Bunda Maria dipilih Allah untuk mengandung di dalam rahimnya, Yesus Kristus, yang di dalam-Nya tinggal “seluruh kepenuhan ke-Allah-an secara jasmaniah” (Kol 2:9). Ke-eratan hubungan antara Allah dan manusia yang sedemikian, tidak pernah terjadi sebelumnya. Tidak ada satupun nabi ataupun tokoh dalam Kitab Suci yang pernah mengandung ‘kepenuhan ke-Allahan’ seperti yang terjadi pada Bunda Maria. Allah mengutus Kristus Putera-Nya dengan mempersiapkan tubuh bagi-Nya (lih. Ibr 10:5). Untuk itu, diperlukan kerjasama yang melibatkan kehendak bebas seorang perempuan -yaitu Perawan Maria- untuk mewujudkan rencana Allah itu, sehingga tanpa benih laki-laki namun oleh kuasa Roh Kudus, Tuhan Yesus dapat menjelma menjadi manusia.
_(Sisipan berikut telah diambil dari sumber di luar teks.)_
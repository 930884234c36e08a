//! Configuration for the operations dashboard

use anyhow::{Context, Result};
use serde::Deserialize;
use std::path::Path;

use crate::constants;
use crate::dataset::ColumnRole;

// =============================================================================
// File-based Configuration (dashboard.toml)
// =============================================================================

/// Configuration loaded from dashboard.toml. Every key is optional.
#[derive(Debug, Default, Deserialize)]
#[serde(default)]
pub struct FileConfig {
    pub data: DataConfig,
    pub columns: ColumnsConfig,
    pub export: ExportConfig,
}

/// Where the CSV is looked up
#[derive(Debug, Default, Deserialize)]
#[serde(default)]
pub struct DataConfig {
    /// File name tried relative to the page and to the base directory
    pub file_name: Option<String>,
    /// Extra paths tried after the base-relative ones
    pub fallback_paths: Option<Vec<String>>,
}

/// Column defaults and role aliases
#[derive(Debug, Default, Deserialize)]
#[serde(default)]
pub struct ColumnsConfig {
    /// Columns visible after load (intersected with the actual header)
    pub preferred: Option<Vec<String>>,
    /// Header names treated as the date column
    pub date: Option<Vec<String>>,
    /// Header names treated as the category column
    pub category: Option<Vec<String>>,
    /// Header names treated as the status column
    pub status: Option<Vec<String>>,
}

#[derive(Debug, Default, Deserialize)]
#[serde(default)]
pub struct ExportConfig {
    pub file_name: Option<String>,
}

impl FileConfig {
    /// Load configuration from a TOML file
    pub fn load(path: &Path) -> Result<Self> {
        let content =
            std::fs::read_to_string(path).with_context(|| format!("Failed to read config file: {}", path.display()))?;

        Self::parse(&content).with_context(|| format!("Failed to parse {}", path.display()))
    }

    pub fn parse(content: &str) -> Result<Self> {
        toml::from_str(content).with_context(|| {
            "Invalid dashboard configuration. Check for:\n\
             - Invalid TOML syntax (missing quotes, brackets, etc.)\n\
             - Lists given as plain strings (use [\"a\", \"b\"])\n\
             - Unknown value types (all values are strings or lists of strings)"
        })
    }
}

// =============================================================================
// Runtime Configuration
// =============================================================================

/// Header names that give a column its rendering role
#[derive(Debug, Clone, PartialEq, Eq)]
pub struct RoleAliases {
    pub date: Vec<String>,
    pub category: Vec<String>,
    pub status: Vec<String>,
}

impl Default for RoleAliases {
    fn default() -> Self {
        Self {
            date: to_owned_list(constants::DATE_COLUMN_ALIASES),
            category: to_owned_list(constants::CATEGORY_COLUMN_ALIASES),
            status: to_owned_list(constants::STATUS_COLUMN_ALIASES),
        }
    }
}

impl RoleAliases {
    /// Role of a header, `Plain` when it matches no alias list
    pub fn role_of(&self, header: &str) -> ColumnRole {
        let matches = |aliases: &[String]| aliases.iter().any(|alias| header_matches(header, alias));

        if matches(&self.date) {
            ColumnRole::Date
        } else if matches(&self.category) {
            ColumnRole::Category
        } else if matches(&self.status) {
            ColumnRole::Status
        } else {
            ColumnRole::Plain
        }
    }
}

/// Dashboard settings with defaults filled in
#[derive(Debug, Clone, PartialEq, Eq)]
pub struct DashboardConfig {
    pub data_file_name: String,
    pub fallback_paths: Vec<String>,
    pub preferred_columns: Vec<String>,
    pub roles: RoleAliases,
    pub export_file_name: String,
}

impl Default for DashboardConfig {
    fn default() -> Self {
        Self {
            data_file_name: constants::DATA_FILE_NAME.to_string(),
            fallback_paths: to_owned_list(constants::FALLBACK_DATA_PATHS),
            preferred_columns: to_owned_list(constants::PREFERRED_COLUMNS),
            roles: RoleAliases::default(),
            export_file_name: constants::EXPORT_FILE_NAME.to_string(),
        }
    }
}

impl DashboardConfig {
    /// Overlay file values on the defaults
    pub fn from_file(file_config: &FileConfig) -> Self {
        let defaults = Self::default();
        let columns = &file_config.columns;

        Self {
            data_file_name: file_config.data.file_name.clone().unwrap_or(defaults.data_file_name),
            fallback_paths: file_config.data.fallback_paths.clone().unwrap_or(defaults.fallback_paths),
            preferred_columns: columns.preferred.clone().unwrap_or(defaults.preferred_columns),
            roles: RoleAliases {
                date: columns.date.clone().unwrap_or(defaults.roles.date),
                category: columns.category.clone().unwrap_or(defaults.roles.category),
                status: columns.status.clone().unwrap_or(defaults.roles.status),
            },
            export_file_name: file_config.export.file_name.clone().unwrap_or(defaults.export_file_name),
        }
    }

    /// Whether a header is in the default visible set
    pub fn is_preferred(&self, header: &str) -> bool {
        self.preferred_columns.iter().any(|name| header_matches(header, name))
    }
}

/// Header comparison: surrounding whitespace and ASCII case are ignored
pub fn header_matches(header: &str, name: &str) -> bool {
    header.trim().eq_ignore_ascii_case(name.trim())
}

fn to_owned_list(items: &[&str]) -> Vec<String> {
    items.iter().map(|s| s.to_string()).collect()
}

#[cfg(test)]
mod tests {
    use super::*;

    #[test]
    fn test_empty_file_uses_defaults() {
        let file = FileConfig::parse("").unwrap();
        assert_eq!(DashboardConfig::from_file(&file), DashboardConfig::default());
    }

    #[test]
    fn test_partial_override() {
        let file = FileConfig::parse(
            r#"
            [data]
            file_name = "results.csv"

            [columns]
            preferred = ["date", "status"]
            "#,
        )
        .unwrap();
        let config = DashboardConfig::from_file(&file);

        assert_eq!(config.data_file_name, "results.csv");
        assert_eq!(config.preferred_columns, vec!["date", "status"]);
        // untouched sections keep their defaults
        assert_eq!(config.fallback_paths, vec!["integration/achievements/data.csv"]);
        assert_eq!(config.export_file_name, "exported_data.csv");
        assert_eq!(config.roles, RoleAliases::default());
    }

    #[test]
    fn test_invalid_toml_is_rejected() {
        assert!(FileConfig::parse("[columns]\npreferred = \"date\"").is_err());
    }

    #[test]
    fn test_role_resolution() {
        let roles = RoleAliases::default();
        assert_eq!(roles.role_of("date"), ColumnRole::Date);
        assert_eq!(roles.role_of(" Date "), ColumnRole::Date);
        assert_eq!(roles.role_of("日付"), ColumnRole::Date);
        assert_eq!(roles.role_of("カテゴリ"), ColumnRole::Category);
        assert_eq!(roles.role_of("status"), ColumnRole::Status);
        assert_eq!(roles.role_of("remarks"), ColumnRole::Plain);
    }

    #[test]
    fn test_is_preferred() {
        let config = DashboardConfig::default();
        assert!(config.is_preferred("item name"));
        assert!(config.is_preferred("Measured Value"));
        assert!(!config.is_preferred("operator"));
    }

    #[test]
    fn test_load_missing_file() {
        let path = std::env::temp_dir().join("ops-dashboard-missing-config.toml");
        let err = FileConfig::load(&path).unwrap_err();
        assert!(err.to_string().contains("Failed to read config file"));
    }
}
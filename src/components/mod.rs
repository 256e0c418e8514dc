//! Reusable UI components.

pub mod auth_provider;
pub mod lazy_loader;
//! Auth provider configuration.
//!
//! DESIGN
//! ======
//! Defaults match the server routes so most apps can use
//! `AuthConfig::default()`. A page can also embed the config as JSON; missing
//! fields fall back to the defaults.

#[cfg(test)]
#[path = "config_test.rs"]
mod config_test;

use serde::{Deserialize, Serialize};

/// Path of the refresh-token endpoint.
pub const DEFAULT_REFRESH_PATH: &str = "/api/auth/refresh";
/// Path of the authenticated-user endpoint.
pub const DEFAULT_USER_PATH: &str = "/api/auth/me";

/// How many times a failed request is re-attempted and how long to wait
/// between attempts.
#[derive(Clone, Copy, Debug, Default, PartialEq, Eq, Serialize, Deserialize)]
#[serde(default)]
pub struct RetryPolicy {
    /// Additional attempts after the first failure.
    pub retries: u32,
    /// Delay before each retry, in milliseconds.
    pub delay_ms: u32,
}

impl RetryPolicy {
    /// Never retry.
    pub const NONE: Self = Self { retries: 0, delay_ms: 0 };

    pub fn new(retries: u32, delay_ms: u32) -> Self {
        Self { retries, delay_ms }
    }

    /// Total attempts including the first one.
    pub fn max_attempts(self) -> u32 {
        self.retries.saturating_add(1)
    }
}

/// Endpoint and retry settings for the auth session.
#[derive(Clone, Debug, PartialEq, Eq, Serialize, Deserialize)]
#[serde(default)]
pub struct AuthConfig {
    /// Origin prefix for both endpoints; empty means same-origin.
    pub base_url: String,
    pub refresh_path: String,
    pub user_path: String,
    /// Retry policy for the refresh-token fetch.
    pub refresh_retry: RetryPolicy,
    /// Retry policy for the user-profile fetch.
    pub profile_retry: RetryPolicy,
}

impl Default for AuthConfig {
    fn default() -> Self {
        Self {
            base_url: String::new(),
            refresh_path: DEFAULT_REFRESH_PATH.to_owned(),
            user_path: DEFAULT_USER_PATH.to_owned(),
            refresh_retry: RetryPolicy::NONE,
            profile_retry: RetryPolicy::NONE,
        }
    }
}

impl AuthConfig {
    /// Parse a JSON config blob, e.g. one embedded in the page.
    ///
    /// # Errors
    ///
    /// Returns the serde error if `raw` is not a valid config object.
    pub fn from_json(raw: &str) -> Result<Self, serde_json::Error> {
        serde_json::from_str(raw)
    }

    #[must_use]
    pub fn with_base_url(mut self, base_url: impl Into<String>) -> Self {
        self.base_url = base_url.into();
        self
    }

    #[must_use]
    pub fn with_refresh_path(mut self, path: impl Into<String>) -> Self {
        self.refresh_path = path.into();
        self
    }

    #[must_use]
    pub fn with_user_path(mut self, path: impl Into<String>) -> Self {
        self.user_path = path.into();
        self
    }

    #[must_use]
    pub fn with_refresh_retry(mut self, policy: RetryPolicy) -> Self {
        self.refresh_retry = policy;
        self
    }

    #[must_use]
    pub fn with_profile_retry(mut self, policy: RetryPolicy) -> Self {
        self.profile_retry = policy;
        self
    }

    /// Absolute or same-origin URL of the refresh endpoint.
    pub fn refresh_url(&self) -> String {
        join_url(&self.base_url, &self.refresh_path)
    }

    /// Absolute or same-origin URL of the authenticated-user endpoint.
    pub fn user_url(&self) -> String {
        join_url(&self.base_url, &self.user_path)
    }
}

fn join_url(base: &str, path: &str) -> String {
    let base = base.trim_end_matches('/');
    if base.is_empty() {
        return path.to_owned();
    }
    if path.starts_with('/') {
        format!("{base}{path}")
    } else {
        format!("{base}/{path}")
    }
}
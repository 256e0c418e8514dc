//! Client-side auth session state.
//!
//! DESIGN
//! ======
//! `session` is the pure state machine, `controller` drives it against an
//! `AuthApi`, and `auth` is the context handle components consume.

pub mod auth;
pub mod controller;
pub mod session;

#[cfg(test)]
pub mod test_helpers;
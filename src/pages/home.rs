//! Landing page showing the current auth session.
//!
//! Doubles as a manual check of the context contract: the token form calls
//! `set_access_token` directly, which skips the refresh flow and fetches the
//! profile for the entered token.

#[cfg(test)]
#[path = "home_test.rs"]
mod home_test;

use leptos::prelude::*;

use crate::net::types::UserProfile;
use crate::state::auth::use_auth;

/// Display name for a profile: `name`, then `email`, then `username`.
fn display_name(user: &UserProfile) -> Option<&str> {
    ["name", "email", "username"]
        .into_iter()
        .find_map(|key| user.str_field(key))
}

fn greeting(user: Option<&UserProfile>) -> String {
    match user {
        Some(user) => match display_name(user) {
            Some(name) => format!("Signed in as {name}"),
            None => "Signed in".to_owned(),
        },
        None => "Not signed in".to_owned(),
    }
}

#[component]
pub fn HomePage() -> impl IntoView {
    let auth = use_auth();
    let user = auth.user();
    let access_token = auth.access_token();
    let draft = RwSignal::new(String::new());

    let on_submit = move |ev: leptos::ev::SubmitEvent| {
        ev.prevent_default();
        let token = draft.get().trim().to_owned();
        if token.is_empty() {
            return;
        }
        auth.set_access_token(Some(token));
        draft.set(String::new());
    };

    view! {
        <div class="home-page">
            <h1>{move || user.with(|u| greeting(u.as_ref()))}</h1>
            <p class="home-page__phase">{move || format!("{:?}", auth.phase().get())}</p>
            <Show when=move || access_token.with(Option::is_none)>
                <form class="home-page__token-form" on:submit=on_submit>
                    <input
                        class="home-page__token-input"
                        type="text"
                        placeholder="access token"
                        prop:value=move || draft.get()
                        on:input=move |ev| draft.set(event_target_value(&ev))
                    />
                    <button class="home-page__token-button" type="submit">
                        "Use token"
                    </button>
                </form>
            </Show>
        </div>
    }
}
Dengan ketaatannya menerima Sabda Allah dalam Kabar Gembira malaikat, Perawan Maria menerima Sang Sabda itu di dalam hatinya dan di dalam tubuhnya, sehingga dengan demikian, ia memberikan Sang Sabda kepada dunia. Persatuan yang erat antara Perawan Maria dengan Kristus Sang Sabda Allah menjadikannya layak dihormati sebagai Bunda Allah dan Bunda Penebus.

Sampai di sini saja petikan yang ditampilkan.